I turned left upon leaving INCHAUSTI, and walked the few steps to one of the Sevilla outposts of MITO, a very-well-regarded ice cream shop (heladeria). One immediate signal that this would be a good product was the fact that the ice cream was not whipped into those towering, frothy piles that you see at lesser places. No screaming florescent colors here, either. As in the great gelaterias of Italy, the product is kept in metal containers topped with metal lids, so you cannot see the entire display--customers ask for one, or more, of the flavors listed on the wall, the lid is lifted, and your serving is stopped into a cup (in my case) or a cone. I did not hesitate one second after I spied "salted caramel" on the list!!! Yes, incredibly creamy and delicious. I asked for the smallest portion and received a very generously sized serving; it was enough for two people with skimpy appetites. I noticed that the helado was very slow to melt..I think this has to do with the butterfat content and is a quality of top-tier ice cream.
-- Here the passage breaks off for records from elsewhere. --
//! Live reload of the two fragment programs.
//!
//! Each [`ProgramSlot`] always holds a fully linked program. A reload only
//! replaces it once the compiler reports success; any failure along the way
//! (missing file, bad encoding, compile or link error) is logged and the slot
//! keeps rendering with what it had. Reload attempts are debounced per slot so
//! an editor that is still writing the file is less likely to be read halfway.

use std::fs;
use std::io;
use std::path::{Path, PathBuf};
use std::time::{Duration, Instant};

use crate::compiler::{ProgramCompiler, ProgramError, ProgramHandle, ShaderSource, SlotRole};

/// Default debounce between two reload attempts of the same slot.
pub const DEFAULT_RELOAD_INTERVAL: Duration = Duration::from_millis(200);

#[derive(Debug, thiserror::Error)]
pub enum ReloadError {
    #[error("failed to read shader at {}: {source}", path.display())]
    FileUnreadable {
        path: PathBuf,
        #[source]
        source: io::Error,
    },
    #[error("shader at {} is not valid UTF-8", path.display())]
    Encoding { path: PathBuf },
    #[error("{role} shader at {} did not build: {error}", path.display())]
    Program {
        path: PathBuf,
        role: SlotRole,
        #[source]
        error: ProgramError,
    },
}

/// File locations of the two programs.
#[derive(Debug, Clone, PartialEq, Eq)]
pub struct ShaderPaths {
    pub primary: PathBuf,
    pub post: PathBuf,
}

impl ShaderPaths {
    pub fn new(primary: impl Into<PathBuf>, post: impl Into<PathBuf>) -> Self {
        Self {
            primary: primary.into(),
            post: post.into(),
        }
    }

    pub fn get(&self, role: SlotRole) -> &Path {
        match role {
            SlotRole::Primary => &self.primary,
            SlotRole::PostProcess => &self.post,
        }
    }
}

#[derive(Debug)]
pub struct ProgramSlot {
    role: SlotRole,
    source_path: PathBuf,
    active: ProgramHandle,
    pending_reload: bool,
    last_processed_at: Instant,
}

impl ProgramSlot {
    pub fn role(&self) -> SlotRole {
        self.role
    }

    pub fn source_path(&self) -> &Path {
        &self.source_path
    }

    pub fn active(&self) -> ProgramHandle {
        self.active
    }

    pub fn pending_reload(&self) -> bool {
        self.pending_reload
    }

    pub fn last_processed_at(&self) -> Instant {
        self.last_processed_at
    }

    fn due(&self, now: Instant, min_interval: Duration) -> bool {
        self.pending_reload
            && now.saturating_duration_since(self.last_processed_at) >= min_interval
    }
}

/// Result of one reload attempt on one slot.
#[derive(Debug)]
pub enum SlotOutcome {
    Swapped {
        previous: ProgramHandle,
        current: ProgramHandle,
    },
    Failed(ReloadError),
}

/// Per-slot outcomes of a [`ShaderReloadPipeline::process`] call. `None`
/// means the slot was not due this frame.
#[derive(Debug, Default)]
pub struct ReloadReport {
    outcomes: [Option<SlotOutcome>; 2],
}

impl ReloadReport {
    pub fn outcome(&self, role: SlotRole) -> Option<&SlotOutcome> {
        self.outcomes[role.index()].as_ref()
    }

    pub fn attempted(&self) -> bool {
        self.outcomes.iter().any(Option::is_some)
    }

    pub fn swapped(&self, role: SlotRole) -> bool {
        matches!(self.outcome(role), Some(SlotOutcome::Swapped { .. }))
    }
}

pub struct ShaderReloadPipeline<C> {
    compiler: C,
    slots: [ProgramSlot; 2],
}

impl<C: ProgramCompiler> ShaderReloadPipeline<C> {
    /// Performs the mandatory startup compile of both slots.
    ///
    /// There is no previous program to fall back on here, so any failure is
    /// returned to the caller, which is expected to give up.
    pub fn bootstrap(
        mut compiler: C,
        paths: &ShaderPaths,
        now: Instant,
    ) -> Result<Self, ReloadError> {
        let primary = compile_and_link_or_abort(&mut compiler, SlotRole::Primary, paths)?;
        let post = match compile_and_link_or_abort(&mut compiler, SlotRole::PostProcess, paths) {
            Ok(handle) => handle,
            Err(err) => {
                compiler.destroy_program(primary);
                return Err(err);
            }
        };

        let slot = |role: SlotRole, active: ProgramHandle| ProgramSlot {
            role,
            source_path: paths.get(role).to_path_buf(),
            active,
            pending_reload: false,
            last_processed_at: now,
        };

        tracing::info!(
            primary = %paths.primary.display(),
            post = %paths.post.display(),
            "startup shaders compiled"
        );

        Ok(Self {
            compiler,
            slots: [slot(SlotRole::Primary, primary), slot(SlotRole::PostProcess, post)],
        })
    }

    pub fn compiler(&self) -> &C {
        &self.compiler
    }

    pub fn slot(&self, role: SlotRole) -> &ProgramSlot {
        &self.slots[role.index()]
    }

    pub fn active(&self, role: SlotRole) -> ProgramHandle {
        self.slot(role).active
    }

    pub fn pending(&self) -> bool {
        self.slots.iter().any(|slot| slot.pending_reload)
    }

    /// Marks both slots for reload.
    pub fn request_reload(&mut self) {
        for slot in &mut self.slots {
            slot.pending_reload = true;
        }
    }

    /// Attempts every slot that is pending and whose debounce window elapsed.
    ///
    /// Attempted slots clear their pending flag whatever the outcome, so a
    /// failed build waits for the next explicit request.
    pub fn process(&mut self, now: Instant, min_interval: Duration) -> ReloadReport {
        let mut report = ReloadReport::default();
        for role in SlotRole::ALL {
            let index = role.index();
            if !self.slots[index].due(now, min_interval) {
                continue;
            }

            let outcome = self.reload_slot(role);
            let slot = &mut self.slots[index];
            slot.pending_reload = false;
            slot.last_processed_at = now;
            report.outcomes[index] = Some(outcome);
        }
        report
    }

    fn reload_slot(&mut self, role: SlotRole) -> SlotOutcome {
        let path = self.slots[role.index()].source_path.clone();
        tracing::info!(slot = %role, path = %path.display(), "refreshing shader");

        let result = read_source(&path).and_then(|source| {
            self.compile_and_link(role, &source)
                .map_err(|error| ReloadError::Program {
                    path: path.clone(),
                    role,
                    error,
                })
        });

        match result {
            Ok(current) => {
                let slot = &mut self.slots[role.index()];
                let previous = std::mem::replace(&mut slot.active, current);
                self.compiler.destroy_program(previous);
                tracing::info!(
                    slot = %role,
                    %previous,
                    %current,
                    "loaded shader from \"{}\"",
                    path.display()
                );
                SlotOutcome::Swapped { previous, current }
            }
            Err(err) => {
                match &err {
                    ReloadError::Program { error, .. } => tracing::error!(
                        slot = %role,
                        stage = %error.stage,
                        "errors in {}:\n\n{}",
                        path.display(),
                        error.diagnostic
                    ),
                    other => tracing::error!(slot = %role, "{other}; shader not reloaded"),
                }
                SlotOutcome::Failed(err)
            }
        }
    }

    /// Builds a program through the compiler collaborator without touching
    /// any slot.
    pub fn compile_and_link(
        &mut self,
        role: SlotRole,
        source: &ShaderSource,
    ) -> Result<ProgramHandle, ProgramError> {
        self.compiler.create_program(role, source)
    }

    /// Releases both active programs and returns the compiler.
    pub fn shutdown(mut self) -> C {
        for slot in &self.slots {
            self.compiler.destroy_program(slot.active);
        }
        tracing::debug!("released shader programs");
        self.compiler
    }
}

/// Startup variant of `compile_and_link`: the error is fatal to the caller.
fn compile_and_link_or_abort<C: ProgramCompiler>(
    compiler: &mut C,
    role: SlotRole,
    paths: &ShaderPaths,
) -> Result<ProgramHandle, ReloadError> {
    let path = paths.get(role);
    let source = read_source(path)?;
    compiler
        .create_program(role, &source)
        .map_err(|error| ReloadError::Program {
            path: path.to_path_buf(),
            role,
            error,
        })
}

/// Reads the whole file as bytes; the text must be UTF-8 up to the first NUL.
pub fn read_source(path: &Path) -> Result<ShaderSource, ReloadError> {
    let bytes = fs::read(path).map_err(|source| ReloadError::FileUnreadable {
        path: path.to_path_buf(),
        source,
    })?;
    let source = ShaderSource::from_bytes(bytes);
    if source.text().is_none() {
        return Err(ReloadError::Encoding {
            path: path.to_path_buf(),
        });
    }
    Ok(source)
}
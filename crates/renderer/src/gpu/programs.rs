use std::collections::HashMap;

use anyhow::Result;
use engine::{ProgramCompiler, ProgramError, ProgramHandle, ShaderSource, SlotRole};

use crate::compile::{compile_fragment_shader, compile_vertex_shader, with_validation};

/// Offscreen format the primary program renders into.
pub(crate) const SCENE_FORMAT: wgpu::TextureFormat = wgpu::TextureFormat::Rgba8Unorm;

/// Bind group layouts shared by every program of a role.
pub(crate) struct ProgramLayouts {
    pub uniform_layout: wgpu::BindGroupLayout,
    pub scene_layout: wgpu::BindGroupLayout,
    primary: wgpu::PipelineLayout,
    post: wgpu::PipelineLayout,
}

impl ProgramLayouts {
    fn new(device: &wgpu::Device) -> Self {
        let uniform_layout = device.create_bind_group_layout(&wgpu::BindGroupLayoutDescriptor {
            label: Some("frame uniform layout"),
            entries: &[wgpu::BindGroupLayoutEntry {
                binding: 0,
                visibility: wgpu::ShaderStages::VERTEX_FRAGMENT,
                ty: wgpu::BindingType::Buffer {
                    ty: wgpu::BufferBindingType::Uniform,
                    has_dynamic_offset: false,
                    min_binding_size: None,
                },
                count: None,
            }],
        });
        let scene_layout = device.create_bind_group_layout(&wgpu::BindGroupLayoutDescriptor {
            label: Some("scene layout"),
            entries: &[
                wgpu::BindGroupLayoutEntry {
                    binding: 0,
                    visibility: wgpu::ShaderStages::FRAGMENT,
                    ty: wgpu::BindingType::Texture {
                        sample_type: wgpu::TextureSampleType::Float { filterable: true },
                        view_dimension: wgpu::TextureViewDimension::D2,
                        multisampled: false,
                    },
                    count: None,
                },
                wgpu::BindGroupLayoutEntry {
                    binding: 1,
                    visibility: wgpu::ShaderStages::FRAGMENT,
                    ty: wgpu::BindingType::Sampler(wgpu::SamplerBindingType::Filtering),
                    count: None,
                },
            ],
        });
        let primary = device.create_pipeline_layout(&wgpu::PipelineLayoutDescriptor {
            label: Some("primary pipeline layout"),
            bind_group_layouts: &[&uniform_layout],
            push_constant_ranges: &[],
        });
        let post = device.create_pipeline_layout(&wgpu::PipelineLayoutDescriptor {
            label: Some("post pipeline layout"),
            bind_group_layouts: &[&uniform_layout, &scene_layout],
            push_constant_ranges: &[],
        });
        Self {
            uniform_layout,
            scene_layout,
            primary,
            post,
        }
    }
}

/// wgpu-backed [`ProgramCompiler`]: every handle names one render pipeline.
pub struct WgpuPrograms {
    device: wgpu::Device,
    vertex_module: wgpu::ShaderModule,
    layouts: ProgramLayouts,
    surface_format: wgpu::TextureFormat,
    next_id: u32,
    pipelines: HashMap<ProgramHandle, wgpu::RenderPipeline>,
}

impl WgpuPrograms {
    pub(crate) fn new(device: &wgpu::Device, surface_format: wgpu::TextureFormat) -> Result<Self> {
        let vertex_module = compile_vertex_shader(device)?;
        Ok(Self {
            device: device.clone(),
            vertex_module,
            layouts: ProgramLayouts::new(device),
            surface_format,
            next_id: 0,
            pipelines: HashMap::new(),
        })
    }

    pub(crate) fn layouts(&self) -> &ProgramLayouts {
        &self.layouts
    }

    pub(crate) fn pipeline(&self, handle: ProgramHandle) -> Option<&wgpu::RenderPipeline> {
        self.pipelines.get(&handle)
    }

    /// Number of pipelines created and not yet destroyed.
    pub fn live_programs(&self) -> usize {
        self.pipelines.len()
    }

    fn build_pipeline(
        &self,
        role: SlotRole,
        fragment_module: &wgpu::ShaderModule,
    ) -> Result<wgpu::RenderPipeline, ProgramError> {
        let (layout, format, label) = match role {
            SlotRole::Primary => (&self.layouts.primary, SCENE_FORMAT, "primary pipeline"),
            SlotRole::PostProcess => (&self.layouts.post, self.surface_format, "post pipeline"),
        };
        with_validation(&self.device, ProgramError::link, || {
            self.device
                .create_render_pipeline(&wgpu::RenderPipelineDescriptor {
                    label: Some(label),
                    layout: Some(layout),
                    vertex: wgpu::VertexState {
                        module: &self.vertex_module,
                        entry_point: Some("main"),
                        buffers: &[],
                        compilation_options: wgpu::PipelineCompilationOptions::default(),
                    },
                    primitive: wgpu::PrimitiveState {
                        topology: wgpu::PrimitiveTopology::TriangleList,
                        strip_index_format: None,
                        front_face: wgpu::FrontFace::Ccw,
                        cull_mode: None,
                        polygon_mode: wgpu::PolygonMode::Fill,
                        unclipped_depth: false,
                        conservative: false,
                    },
                    depth_stencil: None,
                    multisample: wgpu::MultisampleState::default(),
                    fragment: Some(wgpu::FragmentState {
                        module: fragment_module,
                        entry_point: Some("main"),
                        targets: &[Some(wgpu::ColorTargetState {
                            format,
                            blend: Some(wgpu::BlendState::REPLACE),
                            write_mask: wgpu::ColorWrites::ALL,
                        })],
                        compilation_options: wgpu::PipelineCompilationOptions::default(),
                    }),
                    multiview: None,
                    cache: None,
                })
        })
    }
}

impl ProgramCompiler for WgpuPrograms {
    fn create_program(
        &mut self,
        role: SlotRole,
        source: &ShaderSource,
    ) -> Result<ProgramHandle, ProgramError> {
        let text = source
            .text()
            .ok_or_else(|| ProgramError::compile("shader source is not valid UTF-8"))?;
        let fragment_module = compile_fragment_shader(&self.device, role, text)?;
        let pipeline = self.build_pipeline(role, &fragment_module)?;

        self.next_id += 1;
        let handle = ProgramHandle::new(self.next_id);
        self.pipelines.insert(handle, pipeline);
        tracing::debug!(%role, %handle, "created render pipeline");
        Ok(handle)
    }

    fn destroy_program(&mut self, handle: ProgramHandle) {
        if self.pipelines.remove(&handle).is_none() {
            tracing::warn!(%handle, "destroy requested for unknown program");
        }
    }
}
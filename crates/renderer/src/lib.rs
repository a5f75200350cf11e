//! Window, GPU and keyboard collaborators for the live shader editor.
//!
//! ```text
//!   leviathan CLI
//!          │ RendererConfig + AudioTrack
//!          ▼
//!   renderer::run ──▶ EditorWindow ──▶ winit event loop ──▶ RedrawRequested
//!                                                                │
//!       LiveKeyboard ─▶ EngineContext::begin_frame ◀─────────────┘
//!                              │
//!                              ▼
//!       FrameRenderer: primary program ─▶ scene texture ─▶ post program ─▶ surface
//!                              │
//!                              ▼
//!                  EngineContext::end_frame ─▶ StatusLine
//! ```
//!
//! [`WgpuPrograms`] is the engine's program compiler: editor GLSL is wrapped
//! with a small prelude (`iResolution`, `iTime`, `iSample`, and `iScene` for
//! the post-process program) and compiled through wgpu's GLSL frontend.

mod compile;
mod gpu;
mod keyboard;
mod status;
mod types;
mod window;

use anyhow::Result;
use engine::AudioTrack;

pub use gpu::WgpuPrograms;
pub use keyboard::{editor_key, LiveKeyboard};
pub use status::{OverlayVisibility, StatusLine};
pub use types::RendererConfig;

/// Runs the editor until its window closes.
pub fn run<A: AudioTrack>(config: RendererConfig, audio: A) -> Result<()> {
    tracing::info!(
        primary = %config.engine.shaders.primary.display(),
        post = %config.engine.shaders.post.display(),
        width = config.surface_size.0,
        height = config.surface_size.1,
        "starting editor"
    );
    window::run_window(config, audio)
}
The price was 3.50 which I think is very little for such a quality helado; is my memory faltering, or did I not pay double that, even in Sicily, at the top tier gelaterias?
If any of you have traveled in Italy, do you remember the price of good gelato?? Could I have paid up to 7 euro there for a small-ish cup??

Anyway, after-dinner helado is going to be a habit while I'm here in Sevilla. I'm not sure I can find any nighttime ice cream in my next stop, near Vejer, unless I take the somewhat daunting after-dark drive up to the town itself. Do I dare buy a large container and ask the hotel to store in their kitchen freezer???

Maribel, would you recommend any supermarket ice cream brands? Or do you know of anyplace near my hotel outside Vejer where I could buy great helado?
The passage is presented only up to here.